Podcast Episode #4: HCI, Design, and Portfolios with Philip Guo

This article recaps our podcast episode with Philip Guo. Be sure to listen to the full podcast below or on Podbean and follow us to get notified about new episodes!

Philip Guo is an Assistant Professor of Cognitive Science at UCSD. His most recently taught classes are COGS 121: Human-Computer Interaction Portfolio Design Studio and COGS 127: Data-Driven UX/Product Design. In this podcast episode, Philip reflects on his teaching and research experiences in HCI and design thinking, and offers advice to students who are looking to build their portfolios and start side projects.

Background

Philip pursued a degree in Computer Science as an undergrad, but while his peers sought out industry positions after graduating, he was more inclined to follow a more research-centric route in academia. It was during his time in grad school when he became interested with how people interact with computers, rather than purely algorithmic work. This interest was expressed through the development of tools specifically for those doing computationally-based research, leading to the creation of Python tutor.

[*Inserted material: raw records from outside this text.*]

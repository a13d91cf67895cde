//! StepExecutor：单步生成调用 + 固定次数 / 固定间隔重试 + 取消感知
//!
//! 每次尝试前检查取消令牌；Cancelled / ApiKeyMissing / ApiKeyInvalid 立即返回，
//! 其余错误发一条系统通知后等待重试；次数用尽返回 ApiCommunication。
//! 重试对讨论记录不可见，成功时只上报最后一次尝试的耗时。

use std::sync::Arc;
use std::time::Duration;

use tokio_util::sync::CancellationToken;

use crate::core::{ErrorKind, GenerationError, RecoveryAction, RecoveryEngine};
use crate::discussion::{parse_response, DiscussionSettings, EventSink, ParsedResponse, Participant};
use crate::llm::{GenerationRequest, Generator, ImagePart};

/// 单步成功结果
#[derive(Debug, Clone, PartialEq, Eq)]
pub struct StepOutput {
    pub response: ParsedResponse,
    /// 最后一次（成功）尝试的耗时
    pub elapsed: Duration,
    /// 共尝试了几次（含成功那次）
    pub attempts: u32,
}

pub type StepResult = Result<StepOutput, GenerationError>;

pub struct StepExecutor {
    generator: Arc<dyn Generator>,
    recovery: RecoveryEngine,
}

impl StepExecutor {
    pub fn new(generator: Arc<dyn Generator>) -> Self {
        Self {
            generator,
            recovery: RecoveryEngine::new(),
        }
    }

    pub fn generator_name(&self) -> &str {
        self.generator.name()
    }

    /// 以 participant 的人设与模型执行一步
    pub async fn execute(
        &self,
        prompt: &str,
        participant: Participant,
        settings: &DiscussionSettings,
        image: Option<&ImagePart>,
        cancel: &CancellationToken,
        events: &EventSink,
    ) -> StepResult {
        let profile = settings.profile(participant);
        let policy = settings.retry;
        let full_prompt = format!("{}\n\n{}", profile.persona, prompt);
        let thinking_budget = settings.thinking_budget_for(participant);

        let mut attempt = 0;
        while attempt < policy.max_attempts {
            if cancel.is_cancelled() {
                return Err(GenerationError::cancelled());
            }

            let request = GenerationRequest {
                prompt: &full_prompt,
                model: &profile.model,
                image,
                thinking_budget,
            };
            let result = self.generator.generate(request, cancel).await;

            // 调用返回时已被取消：结果作废
            if cancel.is_cancelled() {
                let elapsed = match &result {
                    Ok(g) => g.elapsed,
                    Err(e) => e.elapsed,
                };
                return Err(GenerationError::new(ErrorKind::Cancelled, "用户取消操作", elapsed));
            }

            let failure = match result {
                Ok(generation) => {
                    return Ok(StepOutput {
                        response: parse_response(&generation.text),
                        elapsed: generation.elapsed,
                        attempts: attempt + 1,
                    });
                }
                Err(e) => e,
            };

            match self.recovery.handle(failure.kind) {
                RecoveryAction::Suspend | RecoveryAction::Halt => return Err(failure),
                RecoveryAction::Retry => {}
            }

            attempt += 1;
            tracing::warn!(
                %participant,
                kind = ?failure.kind,
                attempt,
                max = policy.max_attempts,
                "Generation failed, retrying: {}",
                failure.message
            );
            let reason = if failure.message.trim().is_empty() {
                "AI返回空响应。"
            } else {
                failure.message.as_str()
            };
            events.notify(format!(
                "[{}] 调用失败: {} 将在{}秒后自动重试... ({}/{})",
                participant,
                reason,
                policy.delay.as_secs_f64(),
                attempt,
                policy.max_attempts
            ));

            tokio::select! {
                _ = cancel.cancelled() => return Err(GenerationError::cancelled()),
                _ = tokio::time::sleep(policy.delay) => {}
            }
        }

        tracing::error!(%participant, max = policy.max_attempts, "Retry limit reached");
        events.notify(format!(
            "[{}] 已达到最大重试次数 ({})。",
            participant, policy.max_attempts
        ));
        Err(GenerationError::new(
            ErrorKind::ApiCommunication,
            "已达到最大重试次数",
            Duration::ZERO,
        ))
    }
}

Philip created Python Tutor to help students visualize code by creating diagrams that they can view as their code executes. It allows programmers to “step through their code one step at a time” online, much like how a personal tutor would walk us through our code, drawing diagrams and explaining along the way. Python tutor is widely used by beginner Python classes in universities and by individuals learning on their own. Other languages are supported as well, including Java, C, and C++.

More on the differences between academia and industry, Philip talks about the trade-off between freedom and structure. With higher education, you are given more freedom to pursue your interests without necessarily needing a profitable outcome. Though of course, there is the aspect of obtaining funding for your research. It is not nearly as structured as industry where the profitable outcome is the general goal. Bigger companies have their own agendas and you are part of a team and have a specific role. Though, you also have more guidance and resources available to you. Like with all things, Philip says, deciding between academia and industry really depends on what your needs and goals are.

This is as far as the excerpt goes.